Lafayette and Rowan researchers are using green solvents to extract specific chemical building blocks from biomass, purifying and curing them to produce a hard, durable plastic.
“Working on an interdisciplinary team with researchers at Rowan University and Lafayette College, I am excited to develop and evaluate sustainable pathways starting from the green extraction of building blocks to produce bio-based plastics with careful consideration of both function and environmental impact,” Gordon says.
“I am hopeful that this collaborative research, along with the outreach and educational modules developed as part of this work, will help move us toward alternatives to petroleum-based plastics,” she says. “We are very excited and thankful for NSF’s support.”
Prof. Melissa Gordon and Jimmy Hastie ’22 (chemical engineering), an EXCEL Scholar working in her lab, inspect a piece of cured plant-based plastic.

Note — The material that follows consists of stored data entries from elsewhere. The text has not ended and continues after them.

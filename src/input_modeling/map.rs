use serde::{Deserialize, Serialize};

use super::elementary::{exponential, positive, select_cumulative};
use super::generator;
use super::linalg::{self, Matrix, Vector};
use super::UniformRNG;
use crate::utils::errors::ParameterError;

/// The plain (D0, D1) configuration of a Markovian Arrival Process.
#[derive(Debug, Clone, Serialize, Deserialize)]
#[serde(rename_all = "camelCase")]
pub struct MapConfig {
    pub d0: Vec<Vec<f64>>,
    pub d1: Vec<Vec<f64>>,
}

/// A validated Markovian Arrival Process parameter, with its derived
/// statistics.  D0 holds the hidden-transition rates and D1 the observable
/// ones.  Everything is derived once, at construction.
#[derive(Debug, Clone, Serialize, Deserialize)]
#[serde(try_from = "MapConfig", into = "MapConfig")]
pub struct MapParameter {
    d0: Matrix,
    d1: Matrix,
    fundamental: Matrix,
    stationary: Vector,
    rates: Vec<f64>,
    hidden: Matrix,
    observable: Matrix,
    moments: generator::Moments,
}

impl MapParameter {
    pub fn new(d0: &[Vec<f64>], d1: &[Vec<f64>]) -> Result<Self, ParameterError> {
        Self::from_matrices(linalg::from_rows("D0", d0)?, linalg::from_rows("D1", d1)?)
    }

    pub fn from_matrices(d0: Matrix, d1: Matrix) -> Result<Self, ParameterError> {
        generator::validate_map(&d0, &d1)?;
        let fundamental = generator::fundamental_matrix(&d0)?;
        let stationary = generator::stationary_vector(&fundamental, &d1)?;
        let moments = generator::moments(&stationary, &fundamental);
        let rates = generator::exit_rates(&d0);
        let (hidden, observable) = generator::embedded_matrices(&d0, &d1);
        log::debug!(
            "derived MAP of dimension {}: mean={}, variance={}",
            d0.nrows(),
            moments.mean,
            moments.variance
        );
        Ok(Self {
            d0,
            d1,
            fundamental,
            stationary,
            rates,
            hidden,
            observable,
            moments,
        })
    }

    pub fn dimension(&self) -> usize {
        self.d0.nrows()
    }

    pub fn d0(&self) -> &Matrix {
        &self.d0
    }

    pub fn d1(&self) -> &Matrix {
        &self.d1
    }

    pub fn fundamental(&self) -> &Matrix {
        &self.fundamental
    }

    /// Stationary distribution of the phase seen just after an observable
    /// transition.
    pub fn stationary(&self) -> &Vector {
        &self.stationary
    }

    pub fn rates(&self) -> &[f64] {
        &self.rates
    }

    /// Embedded hidden-to-hidden transition probabilities (P0).
    pub fn hidden_transitions(&self) -> &Matrix {
        &self.hidden
    }

    /// Embedded hidden-to-observable transition probabilities (P1).
    pub fn observable_transitions(&self) -> &Matrix {
        &self.observable
    }

    pub fn mean(&self) -> f64 {
        self.moments.mean
    }

    pub fn second_moment(&self) -> f64 {
        self.moments.second_moment
    }

    pub fn variance(&self) -> f64 {
        self.moments.variance
    }

    /// Scales every rate so the mean becomes `mean`, leaving the
    /// coefficient of variation unchanged.
    pub fn with_mean(&self, mean: f64) -> Result<Self, ParameterError> {
        let factor = self.mean() / positive("mean", mean)?;
        Self::from_matrices(&self.d0 * factor, &self.d1 * factor)
    }
}

impl TryFrom<MapConfig> for MapParameter {
    type Error = ParameterError;

    fn try_from(config: MapConfig) -> Result<Self, Self::Error> {
        Self::new(&config.d0, &config.d1)
    }
}

impl From<MapParameter> for MapConfig {
    fn from(parameter: MapParameter) -> Self {
        Self {
            d0: linalg::to_rows(&parameter.d0),
            d1: linalg::to_rows(&parameter.d1),
        }
    }
}

/// Runs the embedded chain from `phase` until an observable transition,
/// returning the elapsed time and the phase entered by that transition.
/// Each visited phase contributes one exponential holding time; the next
/// phase is chosen by a cumulative scan across the hidden row, then the
/// observable row.
pub(crate) fn walk_to_observable(
    rates: &[f64],
    hidden: &Matrix,
    observable: &Matrix,
    mut phase: usize,
    uniform_rng: &mut UniformRNG,
) -> (f64, usize) {
    let n = rates.len();
    let mut elapsed = 0.0;
    loop {
        elapsed += exponential(rates[phase], uniform_rng.raw());
        let u = uniform_rng.raw();
        let selected = select_cumulative(
            hidden
                .row(phase)
                .iter()
                .chain(observable.row(phase).iter())
                .copied(),
            u,
        );
        if selected < n {
            phase = selected;
        } else {
            return (elapsed, selected - n);
        }
    }
}

/// The MAP sampler follows a single continuing trajectory of the
/// underlying chain.  Its phase persists across calls, and is drawn from
/// the stationary distribution on the first call.
#[derive(Debug, Clone, Serialize, Deserialize)]
#[serde(rename_all = "camelCase", try_from = "MapState")]
pub struct Map {
    parameter: MapParameter,
    phase: Option<usize>,
}

/// Persisted form of `Map`, checked for a valid phase on load.
#[derive(Deserialize)]
#[serde(rename_all = "camelCase")]
struct MapState {
    parameter: MapParameter,
    #[serde(default)]
    phase: Option<usize>,
}

impl TryFrom<MapState> for Map {
    type Error = ParameterError;

    fn try_from(state: MapState) -> Result<Self, Self::Error> {
        let dimension = state.parameter.dimension();
        match state.phase {
            Some(phase) if phase >= dimension => {
                Err(ParameterError::PhaseOutOfRange { phase, dimension })
            }
            phase => Ok(Self {
                parameter: state.parameter,
                phase,
            }),
        }
    }
}

impl Map {
    pub fn new(parameter: MapParameter) -> Self {
        Self {
            parameter,
            phase: None,
        }
    }

    pub fn parameter(&self) -> &MapParameter {
        &self.parameter
    }

    pub fn phase(&self) -> Option<usize> {
        self.phase
    }

    /// Forget the trajectory; the next call draws a fresh stationary phase.
    pub fn reset(&mut self) {
        self.phase = None;
    }

    /// The time until the next observable transition, advancing the phase.
    pub fn random_variate(&mut self, uniform_rng: &mut UniformRNG) -> f64 {
        let parameter = &self.parameter;
        let start = match self.phase {
            Some(phase) => phase,
            None => select_cumulative(parameter.stationary.iter().copied(), uniform_rng.raw()),
        };
        let (elapsed, phase) = walk_to_observable(
            &parameter.rates,
            &parameter.hidden,
            &parameter.observable,
            start,
            uniform_rng,
        );
        self.phase = Some(phase);
        elapsed
    }

    pub fn with_mean(&self, mean: f64) -> Result<Self, ParameterError> {
        Ok(Self::new(self.parameter.with_mean(mean)?))
    }
}

#[cfg(test)]
mod tests {
    use super::*;

    fn erlang2() -> MapParameter {
        // Renewal Erlang-2 with rate 2 per phase
        MapParameter::new(
            &[vec![-2.0, 2.0], vec![0.0, -2.0]],
            &[vec![0.0, 0.0], vec![2.0, 0.0]],
        )
        .unwrap()
    }

    fn bursty() -> MapParameter {
        MapParameter::new(
            &[vec![-3.0, 1.0], vec![0.5, -1.5]],
            &[vec![1.5, 0.5], vec![0.2, 0.8]],
        )
        .unwrap()
    }

    #[test]
    fn erlang_map_moments() {
        let parameter = erlang2();
        assert!((parameter.mean() - 1.0).abs() < 1e-9);
        assert!((parameter.variance() - 0.5).abs() < 1e-9);
        assert!((parameter.stationary()[0] - 1.0).abs() < 1e-9);
        assert_eq!(parameter.rates(), &[2.0, 2.0]);
    }

    #[test]
    fn invalid_generator_is_rejected() {
        let result = MapParameter::new(
            &[vec![-2.0, 2.000002], vec![1.0, -1.0]],
            &[vec![0.0, 0.0], vec![0.0, 0.0]],
        );
        assert!(matches!(
            result,
            Err(ParameterError::PositiveRowSum { row: 0, .. })
        ));
    }

    #[test]
    fn phase_is_drawn_lazily_and_persists() {
        let mut map = Map::new(bursty());
        let mut uniform_rng = UniformRNG::default();
        assert_eq!(map.phase(), None);
        map.random_variate(&mut uniform_rng);
        assert!(map.phase().unwrap() < 2);
        map.reset();
        assert_eq!(map.phase(), None);
    }

    #[test]
    fn map_samples_match_expectation() {
        let mut map = Map::new(bursty());
        let expected = map.parameter().mean();
        let mut uniform_rng = UniformRNG::default();
        let mean = (0..50000)
            .map(|_| map.random_variate(&mut uniform_rng))
            .sum::<f64>()
            / 50000.0;
        assert!((mean - expected).abs() / expected < 0.03);
    }

    #[test]
    fn erlang_map_samples_match_variance() {
        let mut map = Map::new(erlang2());
        let mut uniform_rng = UniformRNG::default();
        let points: Vec<f64> = (0..50000)
            .map(|_| map.random_variate(&mut uniform_rng))
            .collect();
        let mean = points.iter().sum::<f64>() / 50000.0;
        let variance = points.iter().map(|x| (x - mean).powi(2)).sum::<f64>() / 50000.0;
        assert!((variance - 0.5).abs() / 0.5 < 0.05);
    }

    #[test]
    fn rescaling_keeps_coefficient_of_variation() {
        let parameter = bursty();
        let rescaled = parameter.with_mean(10.0).unwrap();
        let cv = parameter.variance().sqrt() / parameter.mean();
        let rescaled_cv = rescaled.variance().sqrt() / rescaled.mean();
        assert!((rescaled.mean() - 10.0).abs() < 1e-9);
        assert!((cv - rescaled_cv).abs() < 1e-9);
    }

    #[test]
    fn parameter_deserializes_through_validation() {
        let parameter: MapParameter = serde_json::from_str(
            r#"{"d0": [[-2.0, 2.0], [0.0, -2.0]], "d1": [[0.0, 0.0], [2.0, 0.0]]}"#,
        )
        .unwrap();
        assert_eq!(parameter.dimension(), 2);
        let invalid = serde_json::from_str::<MapParameter>(
            r#"{"d0": [[1.0, 0.0], [0.0, -2.0]], "d1": [[0.0, 0.0], [2.0, 0.0]]}"#,
        );
        assert!(invalid.is_err());
    }

    #[test]
    fn persisted_phase_must_exist() {
        let config = |phase: &str| {
            format!(
                r#"{{"parameter": {{"d0": [[-3.0, 1.0], [0.5, -1.5]], "d1": [[1.5, 0.5], [0.2, 0.8]]}}, "phase": {}}}"#,
                phase
            )
        };
        let resumed: Map = serde_json::from_str(&config("1")).unwrap();
        assert_eq!(resumed.phase(), Some(1));
        let fresh: Map = serde_json::from_str(&config("null")).unwrap();
        assert_eq!(fresh.phase(), None);
        let error = serde_json::from_str::<Map>(&config("9")).unwrap_err();
        assert!(error.to_string().contains("Phase 9"));
    }
}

The work helps address the preponderance of petroleum-based plastic, which uses unsustainable practices and creates polymers that often do not fully disappear or degrade by the forces of nature; it just breaks apart into smaller pieces and finds its way into the guts of mammals and fish and into food and water sources.
By designing the polymer starting from building blocks found in nature and using green processing techniques, the research team hypothesizes these plastics would degrade naturally and that the overall environmental impact of polymer production would be minimized.
The team’s initial findings focused on source material derived from tree bark.
“The building blocks derived from tree bark can be transformed into a plastic using a chemical reaction,” says Gordon. “The materials show strong mechanical properties and thermal stability,” properties that are important for plastics. The work was recently published in ACS Sustainable Chemistry and Engineering.
Now with NSF funding, the team will extend its work to evaluate each aspect of the pathway—sourcing of materials and extraction of building blocks to production and recyclability of the resulting plastics, assessing the economics and environmental footprint at each step. The team was drawn to this research because of the growing challenges associated with single-use and disposable plastics.
“It’s also an opportunity to work collaboratively. I enjoy working with and learning from others,” says Gordon, adding that the grant will support Lafayette student researchers. “I look forward to working with students to push this research forward.”